(Collected data)
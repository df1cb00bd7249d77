//! The schema-engine contract and the built-in field-rule engine.

use crate::schema::{FieldKind, FieldRule, Schema};
use serde_json::{Map, Number, Value};
use thiserror::Error;

/// Options resolved per section before the engine runs.
#[derive(Debug, Clone, Copy)]
pub struct EngineOptions {
    /// Whether keys not declared in the schema are allowed through.
    pub allow_unknown: bool,
}

/// A single validation failure, naming the offending field.
#[derive(Debug, Error, PartialEq, Eq)]
#[error("{message}")]
pub struct ValidationFault {
    /// The field the failure refers to (empty for section-level faults).
    pub field: String,
    /// Human-readable description, includes the field name.
    pub message: String,
}

impl ValidationFault {
    fn new(field: impl Into<String>, message: impl Into<String>) -> Self {
        Self {
            field: field.into(),
            message: message.into(),
        }
    }
}

/// The declarative schema-validation collaborator.
///
/// `validate` returns the coerced values on success; the caller merges them
/// back into the event section. Implementations must be idempotent: running
/// on already-coerced output yields the same output.
pub trait SchemaEngine: Send + Sync {
    /// Validates `values` against `schema`, returning coerced output.
    fn validate(
        &self,
        values: &Value,
        schema: &Schema,
        options: &EngineOptions,
    ) -> Result<Value, ValidationFault>;
}

/// The built-in [`SchemaEngine`].
///
/// Supports required checking, typed fields (string, number, boolean,
/// object, array, any), string trimming, numeric/boolean coercion from
/// strings, and the unknown-key policy.
#[derive(Debug, Clone, Copy, Default)]
pub struct FieldRuleEngine;

impl FieldRuleEngine {
    /// Creates the engine.
    #[must_use]
    pub fn new() -> Self {
        Self
    }

    fn coerce(field: &str, value: &Value, rule: &FieldRule) -> Result<Value, ValidationFault> {
        match rule.kind() {
            FieldKind::Any => Ok(value.clone()),
            FieldKind::String => match value {
                Value::String(s) => {
                    if rule.trims() {
                        Ok(Value::String(s.trim().to_string()))
                    } else {
                        Ok(value.clone())
                    }
                }
                _ => Err(ValidationFault::new(
                    field,
                    format!("\"{field}\" must be a string"),
                )),
            },
            FieldKind::Number => match value {
                Value::Number(_) => Ok(value.clone()),
                Value::String(s) => parse_number(s.trim()).ok_or_else(|| {
                    ValidationFault::new(field, format!("\"{field}\" must be a number"))
                }),
                _ => Err(ValidationFault::new(
                    field,
                    format!("\"{field}\" must be a number"),
                )),
            },
            FieldKind::Boolean => match value {
                Value::Bool(_) => Ok(value.clone()),
                Value::String(s) => match s.trim() {
                    "true" => Ok(Value::Bool(true)),
                    "false" => Ok(Value::Bool(false)),
                    _ => Err(ValidationFault::new(
                        field,
                        format!("\"{field}\" must be a boolean"),
                    )),
                },
                _ => Err(ValidationFault::new(
                    field,
                    format!("\"{field}\" must be a boolean"),
                )),
            },
            FieldKind::Object => match value {
                Value::Object(_) => Ok(value.clone()),
                _ => Err(ValidationFault::new(
                    field,
                    format!("\"{field}\" must be an object"),
                )),
            },
            FieldKind::Array(element) => match value {
                Value::Array(values) => {
                    let mut coerced = Vec::with_capacity(values.len());
                    for item in values {
                        coerced.push(Self::coerce(field, item, element)?);
                    }
                    Ok(Value::Array(coerced))
                }
                _ => Err(ValidationFault::new(
                    field,
                    format!("\"{field}\" must be an array"),
                )),
            },
        }
    }
}

fn parse_number(text: &str) -> Option<Value> {
    if let Ok(int) = text.parse::<i64>() {
        return Some(Value::Number(Number::from(int)));
    }
    text.parse::<f64>()
        .ok()
        .and_then(Number::from_f64)
        .map(Value::Number)
}

impl SchemaEngine for FieldRuleEngine {
    fn validate(
        &self,
        values: &Value,
        schema: &Schema,
        options: &EngineOptions,
    ) -> Result<Value, ValidationFault> {
        let empty = Map::new();
        let object = match values {
            Value::Null => &empty,
            Value::Object(map) => map,
            _ => {
                return Err(ValidationFault::new(
                    "",
                    "section value is not an object".to_string(),
                ))
            }
        };

        let mut output = Map::new();

        for (name, value) in object {
            match schema.rule(name) {
                Some(rule) => {
                    if value.is_null() {
                        output.insert(name.clone(), Value::Null);
                    } else {
                        output.insert(name.clone(), Self::coerce(name, value, rule)?);
                    }
                }
                None => {
                    if !options.allow_unknown {
                        return Err(ValidationFault::new(
                            name,
                            format!("\"{name}\" is not allowed"),
                        ));
                    }
                    output.insert(name.clone(), value.clone());
                }
            }
        }

        for (name, rule) in schema.fields() {
            let present = object.get(name).is_some_and(|value| !value.is_null());
            if rule.is_required() && !present {
                return Err(ValidationFault::new(
                    name,
                    format!("\"{name}\" is required"),
                ));
            }
        }

        Ok(Value::Object(output))
    }
}

#[cfg(test)]
mod tests {
    use super::*;
    use serde_json::json;

    const ALLOW: EngineOptions = EngineOptions {
        allow_unknown: true,
    };
    const STRICT: EngineOptions = EngineOptions {
        allow_unknown: false,
    };

    fn engine() -> FieldRuleEngine {
        FieldRuleEngine::new()
    }

    #[test]
    fn trims_string_fields() {
        let schema = Schema::new().field("name", FieldRule::string().trim().required());
        let out = engine()
            .validate(&json!({"name": "  John Doe  "}), &schema, &ALLOW)
            .unwrap();
        assert_eq!(out, json!({"name": "John Doe"}));
    }

    #[test]
    fn missing_required_field_faults_with_field_name() {
        let schema = Schema::new()
            .field("name", FieldRule::string().required())
            .field("age", FieldRule::number().required());
        let fault = engine()
            .validate(&json!({"name": "John"}), &schema, &ALLOW)
            .unwrap_err();
        assert_eq!(fault.field, "age");
        assert_eq!(fault.message, "\"age\" is required");
    }

    #[test]
    fn null_counts_as_missing_for_required() {
        let schema = Schema::new().field("age", FieldRule::number().required());
        let fault = engine()
            .validate(&json!({"age": null}), &schema, &ALLOW)
            .unwrap_err();
        assert_eq!(fault.field, "age");
    }

    #[test]
    fn numeric_strings_coerce_to_numbers() {
        let schema = Schema::new().field("age", FieldRule::number());
        let out = engine()
            .validate(&json!({"age": "42"}), &schema, &ALLOW)
            .unwrap();
        assert_eq!(out, json!({"age": 42}));

        let out = engine()
            .validate(&json!({"age": "2.5"}), &schema, &ALLOW)
            .unwrap();
        assert_eq!(out, json!({"age": 2.5}));
    }

    #[test]
    fn boolean_strings_coerce() {
        let schema = Schema::new().field("flag", FieldRule::boolean());
        let out = engine()
            .validate(&json!({"flag": "true"}), &schema, &ALLOW)
            .unwrap();
        assert_eq!(out, json!({"flag": true}));
    }

    #[test]
    fn wrong_type_faults() {
        let schema = Schema::new().field("age", FieldRule::number());
        let fault = engine()
            .validate(&json!({"age": {"nested": 1}}), &schema, &ALLOW)
            .unwrap_err();
        assert_eq!(fault.message, "\"age\" must be a number");
    }

    #[test]
    fn unknown_keys_pass_when_allowed() {
        let schema = Schema::new().field("name", FieldRule::string());
        let out = engine()
            .validate(&json!({"name": "x", "extra": 1}), &schema, &ALLOW)
            .unwrap();
        assert_eq!(out, json!({"name": "x", "extra": 1}));
    }

    #[test]
    fn unknown_keys_fault_when_strict() {
        let schema = Schema::new().field("name", FieldRule::string());
        let fault = engine()
            .validate(&json!({"name": "x", "extra": 1}), &schema, &STRICT)
            .unwrap_err();
        assert_eq!(fault.message, "\"extra\" is not allowed");
    }

    #[test]
    fn arrays_validate_element_wise() {
        let schema = Schema::new().field(
            "tags",
            FieldRule::array(FieldRule::string().trim()).required(),
        );
        let out = engine()
            .validate(&json!({"tags": [" a ", "b"]}), &schema, &ALLOW)
            .unwrap();
        assert_eq!(out, json!({"tags": ["a", "b"]}));

        let fault = engine()
            .validate(&json!({"tags": "not-array"}), &schema, &ALLOW)
            .unwrap_err();
        assert_eq!(fault.message, "\"tags\" must be an array");
    }

    #[test]
    fn null_section_validates_as_empty_object() {
        let schema = Schema::new().field("name", FieldRule::string());
        let out = engine().validate(&Value::Null, &schema, &ALLOW).unwrap();
        assert_eq!(out, json!({}));
    }

    #[test]
    fn non_object_section_faults() {
        let schema = Schema::new();
        let fault = engine()
            .validate(&json!("just a string"), &schema, &ALLOW)
            .unwrap_err();
        assert_eq!(fault.message, "section value is not an object");
    }

    #[test]
    fn validation_is_idempotent() {
        let schema = Schema::new()
            .field("name", FieldRule::string().trim().required())
            .field("age", FieldRule::number());
        let input = json!({"name": " John ", "age": "42", "extra": true});

        let once = engine().validate(&input, &schema, &ALLOW).unwrap();
        let twice = engine().validate(&once, &schema, &ALLOW).unwrap();
        assert_eq!(once, twice);
    }
}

■ **What to produce**
Gather from the entries above all lines that include the string "failure".

■ **Answer**
/// A single validation failure, naming the offending field.
    /// The field the failure refers to (empty for section-level faults).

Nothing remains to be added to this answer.